Minutes after his election as president of the South Carolina Baptist Pastor’s Conference, Brad Goodale, pastor of Philippi Baptist Church in Union, drew plenty of “amens” and some shouts from his afternoon audience, even though he made it clear, “I am not here to please you, I am here to please my Lord.”
Goodale, who had served the previous year as the conference’s vice president, preached a message with a condition to it as he sought to uplift the spirit of fellow pastors. “Be encouraged,” he declared to them, “if you are preaching the word.”
The Union pastor took a dim view of pastors who “add to or take away” from the Bible and of those who “substitute the books of men for the Bible” as primary sources of their preaching.

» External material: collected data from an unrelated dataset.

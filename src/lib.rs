//! # fewviz
//!
//! Helpers behind an interactive few-shot NER visualization.
//!
//! Given pre-computed token embeddings and a small set of "support"
//! (exemplar) vectors for a target entity type, this crate scores every
//! token against the support vector, converts the scores into binary
//! entity/non-entity tags, and summarizes labeled datasets for display.
//! It is glue for a front-end, not a model: embeddings arrive already
//! computed, and nothing here is trained or persisted.
//!
//! ## Pipeline
//!
//! ```text
//! tokens + embeddings ──▶ similarity_batch ──▶ infer_tags ──▶ T/O tags
//!                                │
//!                                └─▶ FlatSimilarities ──▶ heatmap / scatter
//! ```
//!
//! ## Quick Start
//!
//! ```rust
//! use fewviz::{similarity, SimMetric};
//! use ndarray::arr1;
//!
//! let token = arr1(&[1.0, 0.0]);
//! let support = arr1(&[1.0, 0.0]);
//!
//! let sim = similarity(token.view(), support.view()).unwrap();
//! assert!((sim.metric(SimMetric::Cosine) - 1.0).abs() < 1e-12);
//! ```
//!
//! ## Dataset profiling
//!
//! ```rust
//! use fewviz::dataset_props;
//!
//! let tokens = vec![vec!["John".to_string(), "slept".to_string()]];
//! let tags = vec![vec!["B-PER".to_string(), "O".to_string()]];
//!
//! let props = dataset_props(&tokens, &tags).unwrap();
//! assert_eq!(props.to_string(), "#sentences = 1, #tokens = 2, #ne = 1, #ne / #tokens = 0.500");
//! ```
//!
//! ## Tag vocabularies
//!
//! Two tag alphabets coexist on purpose: inferred tags use the
//! single-character [`TARGET_TAG`]/[`OUTSIDE_TAG`] sentinels, while gold
//! datasets use BIO `<prefix><type>` labels with `"O"` for outside. Each
//! function documents which alphabet it reads.

#![warn(missing_docs)]

mod error;
pub mod infer;
pub mod similarity;
pub mod stats;
pub mod tokens;

pub use error::{Error, Result};
pub use infer::{
    infer_tags, sim_transform, tag_main_part, tags_to_binary, InferConfig, OUTSIDE_TAG, TARGET_TAG,
};
pub use similarity::{
    cosine_range, similarity, similarity_batch, to_feature_matrix, value_range, FlatSimilarities,
    SimMetric, Similarity,
};
pub use stats::{dataset_props, softmax, split_tokens_tags, DatasetProps};
pub use tokens::{flatten, to_lower_case, token_count, TokenInput};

Part of the problem, he said, stems from the attempts by pastors to draw upon what is more secular than sacred to “relate” to their congregations. “I’m not trying to relate to my congregation,” he said. “I’m trying to get my congregation to relate to Christ.”
Goodale said that not all pastors preach what he termed a “biblical gospel.” “Everything you tell your people to do – can you back it up from Scripture? If not, you’d better not say it.”

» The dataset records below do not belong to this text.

//! Similarity between token embeddings and a support vector.
//!
//! A "support vector" here is an exemplar embedding standing in for a
//! target entity type — not an SVM support vector. Each token embedding
//! is scored against it under three metrics at once, and the resulting
//! [`Similarity`] records feed both the heatmap rendering and the
//! threshold tagging in [`crate::infer`].
//!
//! # Metrics
//!
//! | Metric | Definition | Range |
//! |--------|------------|-------|
//! | `euc_dist` | `exp(-‖t − s‖₂)` | (0, 1] |
//! | `dot_prod` | `t · s` | unbounded |
//! | `cosine` | `t · s / (‖t‖ ‖s‖)` | [-1, 1] |
//!
//! # Example
//!
//! ```rust
//! use fewviz::similarity;
//! use ndarray::arr1;
//!
//! let token = arr1(&[3.0, 4.0]);
//! let sim = similarity(token.view(), token.view()).unwrap();
//! assert!((sim.cosine - 1.0).abs() < 1e-12);
//! assert!((sim.euc_dist - 1.0).abs() < 1e-12);
//! assert!((sim.dot_prod - 25.0).abs() < 1e-12);
//! ```

use crate::tokens::TokenInput;
use crate::{Error, Result};
use ndarray::{s, Array2, ArrayView1, ArrayView3};
use serde::{Deserialize, Serialize};
use std::fmt;
use std::str::FromStr;

// =============================================================================
// Metric Selection
// =============================================================================

/// Which similarity metric to read out of a [`Similarity`] record.
#[derive(Debug, Clone, Copy, PartialEq, Eq, Hash, Serialize, Deserialize)]
#[serde(rename_all = "snake_case")]
pub enum SimMetric {
    /// Negative-exponential Euclidean distance, in (0, 1].
    EucDist,
    /// Plain inner product, unbounded.
    DotProd,
    /// Cosine similarity, in [-1, 1].
    Cosine,
}

impl SimMetric {
    /// All metrics, in record-field order.
    pub const ALL: [SimMetric; 3] = [SimMetric::EucDist, SimMetric::DotProd, SimMetric::Cosine];
}

impl fmt::Display for SimMetric {
    fn fmt(&self, f: &mut fmt::Formatter<'_>) -> fmt::Result {
        match self {
            SimMetric::EucDist => write!(f, "euc_dist"),
            SimMetric::DotProd => write!(f, "dot_prod"),
            SimMetric::Cosine => write!(f, "cosine"),
        }
    }
}

impl FromStr for SimMetric {
    type Err = Error;

    fn from_str(s: &str) -> Result<Self> {
        match s {
            "euc_dist" => Ok(SimMetric::EucDist),
            "dot_prod" => Ok(SimMetric::DotProd),
            "cosine" => Ok(SimMetric::Cosine),
            other => Err(Error::invalid_input(format!(
                "unknown similarity metric: {other:?} (expected euc_dist, dot_prod, or cosine)"
            ))),
        }
    }
}

// =============================================================================
// Similarity Records
// =============================================================================

/// Similarity scores for one token embedding against the support vector.
#[derive(Debug, Clone, Copy, PartialEq, Serialize, Deserialize)]
pub struct Similarity {
    /// `exp(-‖t − s‖₂)`: 1.0 at distance zero, decaying toward 0.
    pub euc_dist: f64,
    /// Inner product of token and support vectors.
    pub dot_prod: f64,
    /// Cosine similarity; exactly `0.0` when the support vector has zero
    /// norm.
    pub cosine: f64,
}

impl Similarity {
    /// Read one metric's value out of the record.
    #[must_use]
    pub fn metric(&self, metric: SimMetric) -> f64 {
        match metric {
            SimMetric::EucDist => self.euc_dist,
            SimMetric::DotProd => self.dot_prod,
            SimMetric::Cosine => self.cosine,
        }
    }
}

/// Score one token embedding against the support vector.
///
/// Only the support side of the cosine denominator is guarded: a
/// zero-norm support vector yields a cosine of exactly `0.0`, while the
/// token vector's norm is taken as-is.
///
/// # Errors
///
/// Returns [`Error::ShapeMismatch`] when the two vectors disagree on
/// feature count.
pub fn similarity(
    token_vec: ArrayView1<'_, f64>,
    support_vec: ArrayView1<'_, f64>,
) -> Result<Similarity> {
    if token_vec.len() != support_vec.len() {
        return Err(Error::shape_mismatch(format!(
            "token vector has {} features but support vector has {}",
            token_vec.len(),
            support_vec.len()
        )));
    }

    let dot_prod = token_vec.dot(&support_vec);
    let dist = token_vec
        .iter()
        .zip(support_vec.iter())
        .map(|(t, s)| (t - s) * (t - s))
        .sum::<f64>()
        .sqrt();
    let support_norm = support_vec.dot(&support_vec).sqrt();
    let cosine = if support_norm == 0.0 {
        0.0
    } else {
        let token_norm = token_vec.dot(&token_vec).sqrt();
        dot_prod / (token_norm * support_norm)
    };

    Ok(Similarity {
        euc_dist: (-dist).exp(),
        dot_prod,
        cosine,
    })
}

/// Score every real token position of a batch against the support vector.
///
/// Token counts come from `tokens`; positions beyond a sequence's true
/// length (padding) are skipped, so the result is ragged with one record
/// per real token, in sequence-then-position order.
///
/// # Errors
///
/// Returns [`Error::ShapeMismatch`] when the embedding tensor is too
/// small for the batch (fewer sequences or positions than the tokens
/// require) or its feature dimension disagrees with the support vector.
pub fn similarity_batch(
    tokens: &TokenInput,
    embeddings: ArrayView3<'_, f64>,
    support_vec: ArrayView1<'_, f64>,
) -> Result<Vec<Vec<Similarity>>> {
    let lengths = tokens.lengths();
    let (n_seqs, n_positions, n_features) = embeddings.dim();

    if lengths.len() > n_seqs {
        return Err(Error::shape_mismatch(format!(
            "batch has {} sequences but embedding tensor holds {n_seqs}",
            lengths.len()
        )));
    }
    if support_vec.len() != n_features {
        return Err(Error::shape_mismatch(format!(
            "support vector has {} features but embeddings have {n_features}",
            support_vec.len()
        )));
    }

    log::debug!(
        "scoring {} tokens across {} sequences against a {n_features}-feature support vector",
        tokens.token_count(),
        lengths.len()
    );

    let mut sim_list = Vec::with_capacity(lengths.len());
    for (i, &len) in lengths.iter().enumerate() {
        if len > n_positions {
            return Err(Error::shape_mismatch(format!(
                "sequence {i} has {len} tokens but embedding tensor holds {n_positions} positions"
            )));
        }
        let mut row = Vec::with_capacity(len);
        for j in 0..len {
            row.push(similarity(embeddings.slice(s![i, j, ..]), support_vec)?);
        }
        sim_list.push(row);
    }
    Ok(sim_list)
}

/// Flatten the real token positions of an embedding tensor into a
/// `[total tokens, features]` matrix, sequence-then-position order.
///
/// Used to feed the whole batch into dimensionality reduction for the
/// scatter view.
///
/// # Errors
///
/// Returns [`Error::ShapeMismatch`] when `tokens_length` asks for more
/// sequences or positions than the tensor holds.
pub fn to_feature_matrix(
    embeddings: ArrayView3<'_, f64>,
    tokens_length: &[usize],
) -> Result<Array2<f64>> {
    let (n_seqs, n_positions, n_features) = embeddings.dim();
    if tokens_length.len() > n_seqs {
        return Err(Error::shape_mismatch(format!(
            "{} sequence lengths but embedding tensor holds {n_seqs} sequences",
            tokens_length.len()
        )));
    }

    let n_tokens: usize = tokens_length.iter().sum();
    let mut feat_mat = Array2::zeros((n_tokens, n_features));
    let mut k = 0;
    for (i, &len) in tokens_length.iter().enumerate() {
        if len > n_positions {
            return Err(Error::shape_mismatch(format!(
                "sequence {i} has {len} tokens but embedding tensor holds {n_positions} positions"
            )));
        }
        for j in 0..len {
            feat_mat.row_mut(k).assign(&embeddings.slice(s![i, j, ..]));
            k += 1;
        }
    }
    Ok(feat_mat)
}

// =============================================================================
// Flattening and Ranges
// =============================================================================

/// Per-metric columns flattened out of a ragged similarity batch.
#[derive(Debug, Clone, Default, PartialEq, Serialize, Deserialize)]
pub struct FlatSimilarities {
    /// All `euc_dist` values, sequence-then-position order.
    pub euc_dist: Vec<f64>,
    /// All `dot_prod` values, same order.
    pub dot_prod: Vec<f64>,
    /// All `cosine` values, same order.
    pub cosine: Vec<f64>,
}

impl FlatSimilarities {
    /// Flatten a ragged batch into per-metric columns.
    ///
    /// Every record contributes to every column; a zero-valued score is a
    /// legitimate similarity and is kept.
    #[must_use]
    pub fn from_batch(sim_list: &[Vec<Similarity>]) -> Self {
        let mut flat = FlatSimilarities::default();
        for row in sim_list {
            for sim in row {
                flat.euc_dist.push(sim.euc_dist);
                flat.dot_prod.push(sim.dot_prod);
                flat.cosine.push(sim.cosine);
            }
        }
        flat
    }

    /// One metric's column.
    #[must_use]
    pub fn metric(&self, metric: SimMetric) -> &[f64] {
        match metric {
            SimMetric::EucDist => &self.euc_dist,
            SimMetric::DotProd => &self.dot_prod,
            SimMetric::Cosine => &self.cosine,
        }
    }
}

/// Min and max over a ragged batch of plain similarity values.
///
/// # Errors
///
/// Returns [`Error::EmptyInput`] when the batch holds no values at all.
pub fn value_range(values: &[Vec<f64>]) -> Result<(f64, f64)> {
    min_max(&crate::tokens::flatten(values))
}

/// Min and max over the cosine column of a similarity batch.
///
/// This is the range [`crate::infer::infer_tags`] normalizes against.
///
/// # Errors
///
/// Returns [`Error::EmptyInput`] when the batch holds no records.
pub fn cosine_range(sim_list: &[Vec<Similarity>]) -> Result<(f64, f64)> {
    min_max(&FlatSimilarities::from_batch(sim_list).cosine)
}

fn min_max(values: &[f64]) -> Result<(f64, f64)> {
    if values.is_empty() {
        return Err(Error::empty_input("no similarity values to take min/max over"));
    }
    let min = values.iter().copied().fold(f64::INFINITY, f64::min);
    let max = values.iter().copied().fold(f64::NEG_INFINITY, f64::max);
    Ok((min, max))
}

// =============================================================================
// Tests
// =============================================================================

He urged the pastors to exhibit self-control as they shepherd their people, rely on the Bible to “make it through times of suffering” and to “do the work of an evangelist and finish your ministry.”
If frequent shouts and hearty amens punctuated the preaching of Goodale, the afternoon audience grew silent and solemn as the newly named vice president, Dwight Easler, pastor of Corinth Baptist Church in Gaffney, told of the heartache of losing a child in a tragic accident, but finding grace in its aftermath.

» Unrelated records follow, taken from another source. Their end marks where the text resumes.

//! The `generate` command.
//!
//! Loads the resolved graph, resolves the generation configuration and writes
//! both POM files. Each written file is then reported as an attached artifact,
//! one per line or as a JSON array for the host build to consume:
//!
//! ```text
//! ✓ Generated 2 POM files in target
//!   org.example:app-dependencies:pom:1.0.0 -> target/app-dependencies-dependencies.pom
//!   org.example:app-compile:pom:1.0.0 -> target/app-compile-compile.pom
//! ```

use crate::config::GenerationConfig;
use crate::generator::{AttachedArtifact, Generator};
use crate::models::{GenerateOverrides, ResolvedGraph};
use anyhow::{Context, Result};
use clap::Args;
use colored::Colorize;
use std::path::PathBuf;

/// Write the management (`provided`) and direct (`compile`) POMs.
#[derive(Args, Debug)]
pub struct GenerateCommand {
    /// Directory to write the POM files to [default: the project's build directory]
    #[arg(long, env = "PDEPS_TARGET_DIR", value_name = "DIR")]
    target_dir: Option<PathBuf>,

    /// Group id of the generated POMs [default: the project's group id]
    #[arg(long, env = "PDEPS_GROUP_ID")]
    group_id: Option<String>,

    /// Artifact id of the management POM [default: <project>-dependencies]
    #[arg(long, env = "PDEPS_ARTIFACT_ID")]
    artifact_id: Option<String>,

    /// Artifact id of the direct POM [default: <project>-compile]
    #[arg(long, env = "PDEPS_COMPILE_ARTIFACT_ID")]
    compile_artifact_id: Option<String>,

    /// Version of the generated POMs [default: the project's version]
    #[arg(long = "pom-version", env = "PDEPS_VERSION", value_name = "VERSION")]
    pom_version: Option<String>,

    /// Build the POMs and report where they would go without writing them
    #[arg(long)]
    dry_run: bool,

    /// Output format for the attached artifact report (text, json)
    #[arg(short = 'f', long, default_value = "text", value_parser = ["text", "json"])]
    format: String,
}

impl GenerateCommand {
    pub async fn execute_with_graph_path(self, graph_path: PathBuf) -> Result<()> {
        let graph = ResolvedGraph::load(&graph_path).await?;
        let config = GenerationConfig::resolve(&graph, &self.overrides())?;
        tracing::debug!(
            "Generating {}:{} and {}:{} into {}",
            config.group_id,
            config.artifact_id,
            config.group_id,
            config.compile_artifact_id,
            config.target_dir.display()
        );

        let generator = Generator::new(config).with_dry_run(self.dry_run);
        let report = generator.generate(&graph.artifacts)?;

        self.print_report(&report.attached, generator.config())
    }

    fn overrides(&self) -> GenerateOverrides {
        GenerateOverrides {
            group_id: self.group_id.clone(),
            artifact_id: self.artifact_id.clone(),
            compile_artifact_id: self.compile_artifact_id.clone(),
            version: self.pom_version.clone(),
            target_dir: self.target_dir.clone(),
        }
    }

    fn print_report(&self, attached: &[AttachedArtifact], config: &GenerationConfig) -> Result<()> {
        if self.format == "json" {
            let json = serde_json::to_string_pretty(attached)
                .context("Failed to serialize attached artifacts")?;
            println!("{json}");
            return Ok(());
        }

        let verb = if self.dry_run { "Would generate" } else { "Generated" };
        println!(
            "{} {verb} {} POM files in {}",
            "✓".green(),
            attached.len(),
            config.target_dir.display()
        );
        for artifact in attached {
            println!("  {} -> {}", artifact.coordinates().bold(), artifact.file.display());
        }
        Ok(())
    }
}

In March, his 6-year-old son Benji died when the train that he and 27 other people – including Easler, his wife and two other sons – were riding overturned and plunged into a creek bed.
The Gaffney minister said that his message was “my way of returning to you a ministry that you gave to me and my family, to give back some of the encouragement that you gave to us.”
Easler said storms will take their toll on all believers at some time in their lives. “A storm is coming,” he said. “It’s just a matter of when.”
The Gaffney minister said that “faith is no buffer” from the storms of life, that “you can trust God and still get hurt.”
Clinging to Romans 8:28 – that God is at work in all things for the good of those of who love him – Easler said, “The good that is accomplished is not necessarily immediate nor easily seen.”
“Whatever you are going through,” he told the pastors, “God can use it for your good and he can be glorified through it. In the end, God is God and I’m not. He can use anything he wants to glorify himself.”
The theme of the 2011 Pastor’s Conference was taken from Matthew 14:27 when a storm of water and wind on the Sea of Galilee threatened the safety of the disciples until Jesus came to them, walking on the water. He told them, “Have courage! It is I. Don’t be afraid.”